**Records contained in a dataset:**

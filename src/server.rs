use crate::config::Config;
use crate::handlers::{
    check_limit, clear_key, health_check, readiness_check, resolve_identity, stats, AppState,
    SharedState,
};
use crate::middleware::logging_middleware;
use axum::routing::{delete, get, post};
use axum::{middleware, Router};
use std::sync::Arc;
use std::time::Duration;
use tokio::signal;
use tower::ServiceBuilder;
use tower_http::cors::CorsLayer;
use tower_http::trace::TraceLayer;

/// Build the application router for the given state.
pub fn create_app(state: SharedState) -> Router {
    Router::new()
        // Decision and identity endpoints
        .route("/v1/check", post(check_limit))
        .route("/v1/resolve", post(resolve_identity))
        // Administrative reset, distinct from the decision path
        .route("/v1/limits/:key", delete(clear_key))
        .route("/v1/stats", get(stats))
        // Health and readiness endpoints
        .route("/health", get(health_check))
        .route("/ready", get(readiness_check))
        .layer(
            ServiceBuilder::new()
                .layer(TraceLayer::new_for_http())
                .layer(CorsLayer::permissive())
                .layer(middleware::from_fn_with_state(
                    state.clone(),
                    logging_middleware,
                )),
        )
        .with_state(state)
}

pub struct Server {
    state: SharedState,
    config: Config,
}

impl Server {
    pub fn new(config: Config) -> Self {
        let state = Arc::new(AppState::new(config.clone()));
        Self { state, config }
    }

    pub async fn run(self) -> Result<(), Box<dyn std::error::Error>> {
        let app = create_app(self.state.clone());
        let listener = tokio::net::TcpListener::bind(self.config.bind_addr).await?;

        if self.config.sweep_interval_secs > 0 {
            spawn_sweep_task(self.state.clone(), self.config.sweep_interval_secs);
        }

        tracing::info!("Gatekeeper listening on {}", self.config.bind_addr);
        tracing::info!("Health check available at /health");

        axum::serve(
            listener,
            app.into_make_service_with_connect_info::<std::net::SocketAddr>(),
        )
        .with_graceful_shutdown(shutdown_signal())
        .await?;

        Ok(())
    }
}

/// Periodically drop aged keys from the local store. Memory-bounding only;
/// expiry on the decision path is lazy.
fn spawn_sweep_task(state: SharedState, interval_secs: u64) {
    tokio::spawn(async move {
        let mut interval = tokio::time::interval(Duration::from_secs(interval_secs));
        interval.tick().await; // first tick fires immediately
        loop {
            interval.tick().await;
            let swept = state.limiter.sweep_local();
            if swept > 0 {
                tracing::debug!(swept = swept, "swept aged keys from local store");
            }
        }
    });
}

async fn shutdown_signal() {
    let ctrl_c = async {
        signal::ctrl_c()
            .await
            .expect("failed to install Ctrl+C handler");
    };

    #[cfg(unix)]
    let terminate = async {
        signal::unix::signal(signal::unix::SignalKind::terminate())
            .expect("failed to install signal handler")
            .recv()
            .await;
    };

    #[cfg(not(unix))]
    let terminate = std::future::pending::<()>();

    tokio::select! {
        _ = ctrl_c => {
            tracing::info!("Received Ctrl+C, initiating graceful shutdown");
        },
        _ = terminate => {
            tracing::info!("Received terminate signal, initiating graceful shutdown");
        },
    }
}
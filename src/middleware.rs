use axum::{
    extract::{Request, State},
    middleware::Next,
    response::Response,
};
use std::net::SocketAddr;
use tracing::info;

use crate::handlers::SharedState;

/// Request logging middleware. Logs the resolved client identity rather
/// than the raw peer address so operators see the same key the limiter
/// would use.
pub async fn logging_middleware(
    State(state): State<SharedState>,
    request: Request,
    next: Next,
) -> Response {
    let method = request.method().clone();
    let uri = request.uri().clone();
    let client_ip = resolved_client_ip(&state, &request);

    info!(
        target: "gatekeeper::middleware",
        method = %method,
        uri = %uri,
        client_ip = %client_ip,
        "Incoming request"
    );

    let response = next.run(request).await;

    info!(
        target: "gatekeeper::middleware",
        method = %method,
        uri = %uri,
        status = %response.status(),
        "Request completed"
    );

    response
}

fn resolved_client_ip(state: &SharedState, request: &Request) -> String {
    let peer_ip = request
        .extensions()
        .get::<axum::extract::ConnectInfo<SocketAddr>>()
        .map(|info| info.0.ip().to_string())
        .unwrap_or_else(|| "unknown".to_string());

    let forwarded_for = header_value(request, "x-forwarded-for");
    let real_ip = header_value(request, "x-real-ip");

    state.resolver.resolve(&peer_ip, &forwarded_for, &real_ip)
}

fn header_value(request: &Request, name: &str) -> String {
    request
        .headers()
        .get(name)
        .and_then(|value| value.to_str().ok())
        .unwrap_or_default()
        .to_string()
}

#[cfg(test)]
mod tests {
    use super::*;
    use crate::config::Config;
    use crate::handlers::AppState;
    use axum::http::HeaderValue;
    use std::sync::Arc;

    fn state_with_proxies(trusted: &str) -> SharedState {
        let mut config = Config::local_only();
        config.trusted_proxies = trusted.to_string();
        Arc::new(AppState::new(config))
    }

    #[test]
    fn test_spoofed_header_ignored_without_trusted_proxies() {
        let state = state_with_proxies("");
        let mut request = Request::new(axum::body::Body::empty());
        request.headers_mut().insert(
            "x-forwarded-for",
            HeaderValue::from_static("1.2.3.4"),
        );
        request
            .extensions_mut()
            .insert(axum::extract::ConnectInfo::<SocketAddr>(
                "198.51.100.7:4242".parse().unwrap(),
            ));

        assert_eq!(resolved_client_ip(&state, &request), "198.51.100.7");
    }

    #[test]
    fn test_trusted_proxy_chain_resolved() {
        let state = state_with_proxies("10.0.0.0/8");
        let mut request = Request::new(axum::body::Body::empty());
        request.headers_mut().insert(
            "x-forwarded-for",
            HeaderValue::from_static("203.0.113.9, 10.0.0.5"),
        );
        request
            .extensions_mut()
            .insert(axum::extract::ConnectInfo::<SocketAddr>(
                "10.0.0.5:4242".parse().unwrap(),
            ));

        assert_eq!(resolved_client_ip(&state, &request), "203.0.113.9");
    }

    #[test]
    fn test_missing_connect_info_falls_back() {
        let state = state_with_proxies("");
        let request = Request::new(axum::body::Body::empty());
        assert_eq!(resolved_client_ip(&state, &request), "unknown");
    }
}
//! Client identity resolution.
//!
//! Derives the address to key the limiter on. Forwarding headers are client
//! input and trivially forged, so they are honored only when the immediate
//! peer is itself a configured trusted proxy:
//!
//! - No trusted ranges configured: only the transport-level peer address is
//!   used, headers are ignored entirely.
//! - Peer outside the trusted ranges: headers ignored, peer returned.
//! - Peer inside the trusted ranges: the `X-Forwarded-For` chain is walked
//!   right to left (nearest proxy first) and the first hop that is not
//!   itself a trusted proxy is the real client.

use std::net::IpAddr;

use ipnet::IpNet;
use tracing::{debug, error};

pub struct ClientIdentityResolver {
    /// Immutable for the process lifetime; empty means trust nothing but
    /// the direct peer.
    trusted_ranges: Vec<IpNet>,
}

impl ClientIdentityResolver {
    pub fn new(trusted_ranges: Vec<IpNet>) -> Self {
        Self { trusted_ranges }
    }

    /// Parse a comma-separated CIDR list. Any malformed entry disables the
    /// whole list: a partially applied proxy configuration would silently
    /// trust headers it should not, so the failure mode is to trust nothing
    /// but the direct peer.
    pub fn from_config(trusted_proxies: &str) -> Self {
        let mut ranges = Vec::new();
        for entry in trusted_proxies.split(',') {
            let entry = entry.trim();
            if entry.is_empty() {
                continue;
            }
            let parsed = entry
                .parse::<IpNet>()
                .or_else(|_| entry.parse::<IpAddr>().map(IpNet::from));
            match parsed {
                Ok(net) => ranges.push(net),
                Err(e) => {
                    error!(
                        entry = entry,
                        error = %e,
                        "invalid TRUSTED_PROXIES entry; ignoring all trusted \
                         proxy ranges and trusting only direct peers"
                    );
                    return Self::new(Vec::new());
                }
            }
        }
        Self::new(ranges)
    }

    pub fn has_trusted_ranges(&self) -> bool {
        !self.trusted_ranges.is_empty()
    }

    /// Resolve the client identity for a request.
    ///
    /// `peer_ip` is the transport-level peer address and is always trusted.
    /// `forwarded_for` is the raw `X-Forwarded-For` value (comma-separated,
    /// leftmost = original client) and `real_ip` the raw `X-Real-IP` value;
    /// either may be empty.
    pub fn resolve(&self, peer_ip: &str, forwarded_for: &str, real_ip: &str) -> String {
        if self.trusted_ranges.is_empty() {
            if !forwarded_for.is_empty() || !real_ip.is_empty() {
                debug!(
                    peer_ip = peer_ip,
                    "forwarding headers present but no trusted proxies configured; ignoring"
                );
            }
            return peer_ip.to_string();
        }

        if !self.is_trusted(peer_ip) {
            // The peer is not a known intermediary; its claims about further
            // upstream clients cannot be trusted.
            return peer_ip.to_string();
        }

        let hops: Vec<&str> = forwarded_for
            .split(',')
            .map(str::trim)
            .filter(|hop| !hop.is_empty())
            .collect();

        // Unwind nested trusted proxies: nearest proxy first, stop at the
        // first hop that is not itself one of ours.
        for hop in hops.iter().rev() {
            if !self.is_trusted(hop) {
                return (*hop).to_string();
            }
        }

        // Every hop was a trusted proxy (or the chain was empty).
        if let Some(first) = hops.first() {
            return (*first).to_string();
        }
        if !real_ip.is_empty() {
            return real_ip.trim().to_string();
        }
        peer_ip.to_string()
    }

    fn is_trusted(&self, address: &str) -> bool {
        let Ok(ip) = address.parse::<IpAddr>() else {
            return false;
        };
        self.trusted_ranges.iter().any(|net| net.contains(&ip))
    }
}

==

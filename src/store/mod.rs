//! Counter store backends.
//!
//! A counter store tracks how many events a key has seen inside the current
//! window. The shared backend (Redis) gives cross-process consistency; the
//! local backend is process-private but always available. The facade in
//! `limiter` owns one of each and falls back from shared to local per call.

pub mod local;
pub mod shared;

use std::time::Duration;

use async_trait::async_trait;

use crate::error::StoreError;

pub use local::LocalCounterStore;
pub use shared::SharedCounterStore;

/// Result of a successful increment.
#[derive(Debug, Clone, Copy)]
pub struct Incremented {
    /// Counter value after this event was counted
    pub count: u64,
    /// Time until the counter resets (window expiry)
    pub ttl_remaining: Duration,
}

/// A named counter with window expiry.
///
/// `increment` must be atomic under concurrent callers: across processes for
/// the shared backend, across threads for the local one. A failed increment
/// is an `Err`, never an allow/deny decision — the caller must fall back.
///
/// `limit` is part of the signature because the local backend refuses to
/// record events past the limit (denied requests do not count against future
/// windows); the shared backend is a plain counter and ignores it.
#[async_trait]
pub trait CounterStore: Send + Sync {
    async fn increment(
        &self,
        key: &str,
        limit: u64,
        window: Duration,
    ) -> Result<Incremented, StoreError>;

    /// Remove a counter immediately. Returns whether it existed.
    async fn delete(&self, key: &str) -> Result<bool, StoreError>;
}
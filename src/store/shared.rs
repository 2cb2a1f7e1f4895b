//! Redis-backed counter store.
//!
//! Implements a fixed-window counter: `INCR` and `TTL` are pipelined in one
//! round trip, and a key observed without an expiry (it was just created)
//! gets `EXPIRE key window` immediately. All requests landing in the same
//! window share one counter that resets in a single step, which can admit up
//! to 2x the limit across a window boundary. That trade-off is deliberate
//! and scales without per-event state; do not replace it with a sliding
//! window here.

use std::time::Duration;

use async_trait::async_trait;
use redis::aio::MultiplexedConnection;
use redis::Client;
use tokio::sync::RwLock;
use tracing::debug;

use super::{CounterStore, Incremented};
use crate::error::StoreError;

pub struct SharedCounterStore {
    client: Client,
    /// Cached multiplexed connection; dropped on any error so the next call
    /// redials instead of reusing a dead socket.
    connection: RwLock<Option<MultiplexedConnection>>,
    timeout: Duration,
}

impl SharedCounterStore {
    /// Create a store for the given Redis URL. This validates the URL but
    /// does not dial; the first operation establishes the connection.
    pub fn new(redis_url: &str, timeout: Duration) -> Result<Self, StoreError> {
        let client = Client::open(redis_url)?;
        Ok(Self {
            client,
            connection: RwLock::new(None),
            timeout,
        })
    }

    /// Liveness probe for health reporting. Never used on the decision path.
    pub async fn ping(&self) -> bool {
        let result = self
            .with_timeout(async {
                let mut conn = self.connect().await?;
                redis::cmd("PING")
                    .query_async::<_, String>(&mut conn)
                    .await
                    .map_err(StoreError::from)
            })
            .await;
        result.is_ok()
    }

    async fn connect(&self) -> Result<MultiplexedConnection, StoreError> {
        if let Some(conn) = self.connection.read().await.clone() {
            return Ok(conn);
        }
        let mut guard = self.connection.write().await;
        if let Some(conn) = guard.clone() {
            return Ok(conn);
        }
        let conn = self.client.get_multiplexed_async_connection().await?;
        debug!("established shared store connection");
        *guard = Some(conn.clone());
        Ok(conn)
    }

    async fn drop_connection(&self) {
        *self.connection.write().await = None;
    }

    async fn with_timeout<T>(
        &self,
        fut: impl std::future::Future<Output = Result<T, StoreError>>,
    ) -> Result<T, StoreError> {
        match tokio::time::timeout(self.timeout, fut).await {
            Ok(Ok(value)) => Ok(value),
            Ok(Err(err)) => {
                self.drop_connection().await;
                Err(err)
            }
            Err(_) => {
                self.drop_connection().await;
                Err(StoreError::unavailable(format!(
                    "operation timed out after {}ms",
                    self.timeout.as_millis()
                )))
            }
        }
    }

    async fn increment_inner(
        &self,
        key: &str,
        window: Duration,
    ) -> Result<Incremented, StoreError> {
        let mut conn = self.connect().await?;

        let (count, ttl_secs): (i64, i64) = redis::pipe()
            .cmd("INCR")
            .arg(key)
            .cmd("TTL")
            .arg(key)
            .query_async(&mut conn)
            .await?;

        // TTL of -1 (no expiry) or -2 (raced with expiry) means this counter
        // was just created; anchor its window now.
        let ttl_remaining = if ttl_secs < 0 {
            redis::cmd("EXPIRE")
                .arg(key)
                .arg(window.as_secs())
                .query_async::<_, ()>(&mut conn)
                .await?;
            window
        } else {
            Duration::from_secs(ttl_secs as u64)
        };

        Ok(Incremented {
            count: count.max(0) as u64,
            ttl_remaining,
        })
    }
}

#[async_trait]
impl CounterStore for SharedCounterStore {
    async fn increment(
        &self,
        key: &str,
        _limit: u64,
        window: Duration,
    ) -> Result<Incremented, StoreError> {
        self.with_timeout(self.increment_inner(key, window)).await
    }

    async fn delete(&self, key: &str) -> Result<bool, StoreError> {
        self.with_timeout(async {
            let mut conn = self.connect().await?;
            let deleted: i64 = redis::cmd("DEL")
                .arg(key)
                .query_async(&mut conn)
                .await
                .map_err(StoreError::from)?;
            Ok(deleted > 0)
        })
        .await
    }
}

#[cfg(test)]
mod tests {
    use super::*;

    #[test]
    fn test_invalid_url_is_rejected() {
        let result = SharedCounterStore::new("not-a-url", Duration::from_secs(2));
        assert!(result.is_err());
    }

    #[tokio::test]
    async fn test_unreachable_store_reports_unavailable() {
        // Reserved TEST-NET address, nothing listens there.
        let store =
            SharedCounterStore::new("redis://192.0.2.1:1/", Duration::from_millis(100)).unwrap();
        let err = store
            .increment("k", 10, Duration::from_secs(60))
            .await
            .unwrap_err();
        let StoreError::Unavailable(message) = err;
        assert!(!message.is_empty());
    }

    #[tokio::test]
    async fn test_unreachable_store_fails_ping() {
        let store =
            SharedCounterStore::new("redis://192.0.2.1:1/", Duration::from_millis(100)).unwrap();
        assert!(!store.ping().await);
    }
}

**Task to carry out:**
Could you copy every line in the records that holds "unknown"?

**Task output:**
        .unwrap_or_else(|| "unknown".to_string());
        assert_eq!(resolved_client_ip(&state, &request), "unknown");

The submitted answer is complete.